Le fermier ne remit pas immédiatement son cheval en marche. Il les examina une minute en suçotant sa pipe. « Vous pouvez vous reposer un jour ou deux chez moi, si ça vous tente. Ne manquerez probablement rien pendant ce temps, je pense. La maladie dont vous vous remettez, jeune homme… eh bien, ma vieille et moi, nous avons déjà eu avant votre naissance toutes les maladies imaginables et nous avons soigné nos enfants et les avons guéris de ces maladies-là. De toute façon, je pense que vous avez dépassé le stade où vous présentez un risque de contagion. »

Les paupières de Mat se plissèrent et Rand se surprit à se rembrunir. Tout le monde n’en est pas. Impossible que tout le monde en soit.

« Merci, mais je me sens bien. Franchement, dit-il. Il est loin, le prochain village ?
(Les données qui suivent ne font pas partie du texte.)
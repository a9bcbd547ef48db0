//! Pluggable filesystem modifications for the PR remediator.
//!
//! A *modifier* computes the intended file entries for a remediation in
//! memory, then writes them into the working tree when asked. Modifiers are
//! registered in a factory table keyed by the method string embedded in
//! profile YAML.

pub mod content;
pub mod tag_resolve;
pub mod yaml_expr;

use std::collections::HashMap;
use std::fmt;
use std::io::{self, Write};
use std::path::{Path, PathBuf};
use std::sync::Arc;

use anyhow::Result;
use async_trait::async_trait;
use serde_json::Value;
use tokio_util::sync::CancellationToken;

use super::fsentry::{self, FsEntry};
use crate::errors::FactoryError;
use crate::models::PullRequestActionConfig;
use provider::Provider;

/// Modifier identifier: declared file contents.
pub const METHOD_CONTENT: &str = "minder.content";
/// Modifier identifier: pin workflow action tags to digests.
pub const METHOD_TAG_RESOLVE: &str = "minder.actions.replace_tags_with_sha";
/// Modifier identifier: apply a YAML expression to matched files.
pub const METHOD_YQ_EVALUATE: &str = "minder.yq.evaluate";

/// A pluggable filesystem modification.
#[async_trait]
pub trait FsModifier: Send + Sync {
    /// Compute the intended entries. Purely in-memory; must not touch git
    /// state or the working tree. Implementations that traverse the tree or
    /// call the provider must observe `cancel` and stop early when it fires.
    async fn create_entries(
        &mut self,
        root: &Path,
        scope: &Value,
        cancel: &CancellationToken,
    ) -> Result<()>;

    /// The computed entries, in declaration order.
    fn entries(&self) -> &[FsEntry];

    /// Write the computed entries into the working tree; returns the
    /// relative paths written.
    fn modify_fs(&self, root: &Path) -> Result<Vec<PathBuf>> {
        fsentry::write_entries(root, self.entries())
    }

    /// Hex digest identifying the intended contents.
    fn hash(&self) -> String {
        fsentry::content_sha1(self.entries())
    }

    /// Human-readable summary of the intended entries.
    fn write_summary(&self, w: &mut dyn Write) -> io::Result<()> {
        fsentry::write_summary(w, self.entries())
    }
}

impl fmt::Debug for dyn FsModifier {
    fn fmt(&self, f: &mut fmt::Formatter<'_>) -> fmt::Result {
        f.debug_struct("FsModifier").finish()
    }
}

/// Everything a modifier constructor may capture.
pub struct ModifierSpawn<'a> {
    /// PR action configuration from the rule type.
    pub config: &'a PullRequestActionConfig,
    /// Rule definition from the profile.
    pub def: &'a Value,
    /// Per-instance rule parameters.
    pub params: &'a Value,
    /// The provider backing the remediation.
    pub provider: &'a Arc<dyn Provider>,
}

/// Constructor signature stored in the registry.
pub type ModifierFactory = fn(&ModifierSpawn<'_>) -> Result<Box<dyn FsModifier>, FactoryError>;

/// The named factory table.
#[must_use]
pub fn registry() -> HashMap<&'static str, ModifierFactory> {
    let mut table: HashMap<&'static str, ModifierFactory> = HashMap::new();
    table.insert(METHOD_CONTENT, content::ContentModifier::spawn);
    table.insert(METHOD_TAG_RESOLVE, tag_resolve::TagResolveModifier::spawn);
    table.insert(METHOD_YQ_EVALUATE, yaml_expr::YamlExprModifier::spawn);
    table
}

/// Construct the modifier the configuration's method tag selects.
///
/// The tagged config makes an unknown method unrepresentable after parsing;
/// the registry lookup stays as the contract for externally supplied tables.
pub fn new_modifier(spawn: &ModifierSpawn<'_>) -> Result<Box<dyn FsModifier>, FactoryError> {
    let method = spawn.config.modification.method();
    let table = registry();
    let factory = table
        .get(method)
        .ok_or_else(|| FactoryError::UnknownMethod {
            class: "modification",
            method: method.to_string(),
        })?;
    factory(spawn)
}

#[cfg(test)]
mod tests {
    use super::*;
    use crate::models::{ContentConfig, ModificationConfig, TagResolveConfig, YqConfig};
    use serde_json::json;

    struct Bare;
    impl Provider for Bare {
        fn name(&self) -> &str {
            "bare"
        }
    }

    fn config(modification: serde_json::Value) -> PullRequestActionConfig {
        serde_json::from_value(json!({
            "title": "t",
            "body": "b",
            "modification": modification,
        }))
        .unwrap()
    }

    #[test]
    fn content_config_resolves_to_the_content_modifier() {
        let config = config(json!({
            "modification_method": "minder.content",
            "contents": [{"path": "a", "content": "b"}],
        }));
        let def = json!({});
        let params = json!({});
        let prov: Arc<dyn Provider> = Arc::new(Bare);
        let spawn = ModifierSpawn {
            config: &config,
            def: &def,
            params: &params,
            provider: &prov,
        };
        assert!(new_modifier(&spawn).is_ok());
    }

    #[test]
    fn default_config_selects_the_content_method() {
        let config: PullRequestActionConfig =
            serde_json::from_value(json!({"title": "t", "body": "b"})).unwrap();
        assert_eq!(config.modification.method(), METHOD_CONTENT);

        // The default carries no entries, which the factory rejects.
        let def = json!({});
        let params = json!({});
        let prov: Arc<dyn Provider> = Arc::new(Bare);
        let spawn = ModifierSpawn {
            config: &config,
            def: &def,
            params: &params,
            provider: &prov,
        };
        let err = new_modifier(&spawn).unwrap_err();
        assert!(matches!(err, FactoryError::MissingConfig { .. }));
    }

    #[test]
    fn registry_keys_match_config_method_identifiers() {
        let table = registry();
        for modification in [
            ModificationConfig::Content(ContentConfig::default()),
            ModificationConfig::TagResolve(TagResolveConfig::default()),
            ModificationConfig::YqEvaluate(YqConfig {
                expression: ".a = 1".to_string(),
                patterns: Vec::new(),
            }),
        ] {
            assert!(
                table.contains_key(modification.method()),
                "no factory registered for {}",
                modification.method()
            );
        }
        assert_eq!(table.len(), 3);
    }
}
— Carysford ? En marchant, vous y arriverez avant la tombée de la nuit. » Maître Kinch sortit sa pipe d’entre ses dents et pinça pensivement les lèvres avant de reprendre la parole. « Au début, je vous ai crus des apprentis en rupture de contrat mais maintenant je pense que c’est quelque chose de plus sérieux que vous fuyez. Je ne sais pas quoi. Peu m’importe. Je suis assez bon juge pour dire que vous n’êtes pas des Amis du Ténébreux et que vous n’êtes pas du genre à voler ou à faire du mal à quelqu’un. Pas comme certains chemineaux de nos jours. Je me suis attiré des ennuis de temps à autre, moi aussi, quand j’avais votre âge. Vous avez besoin d’un endroit où rester hors de vue pendant quelques jours, ma ferme se trouve à un peu plus d’une lieue par là » – il eut un mouvement de tête brusque vers le chemin de terre – « et personne ne va jamais par là-bas. Ce qui vous donne la chasse n’a guère de chance de vous y trouver. » Il s’éclaircit la gorge comme gêné d’avoir prononcé autant de mots à la file.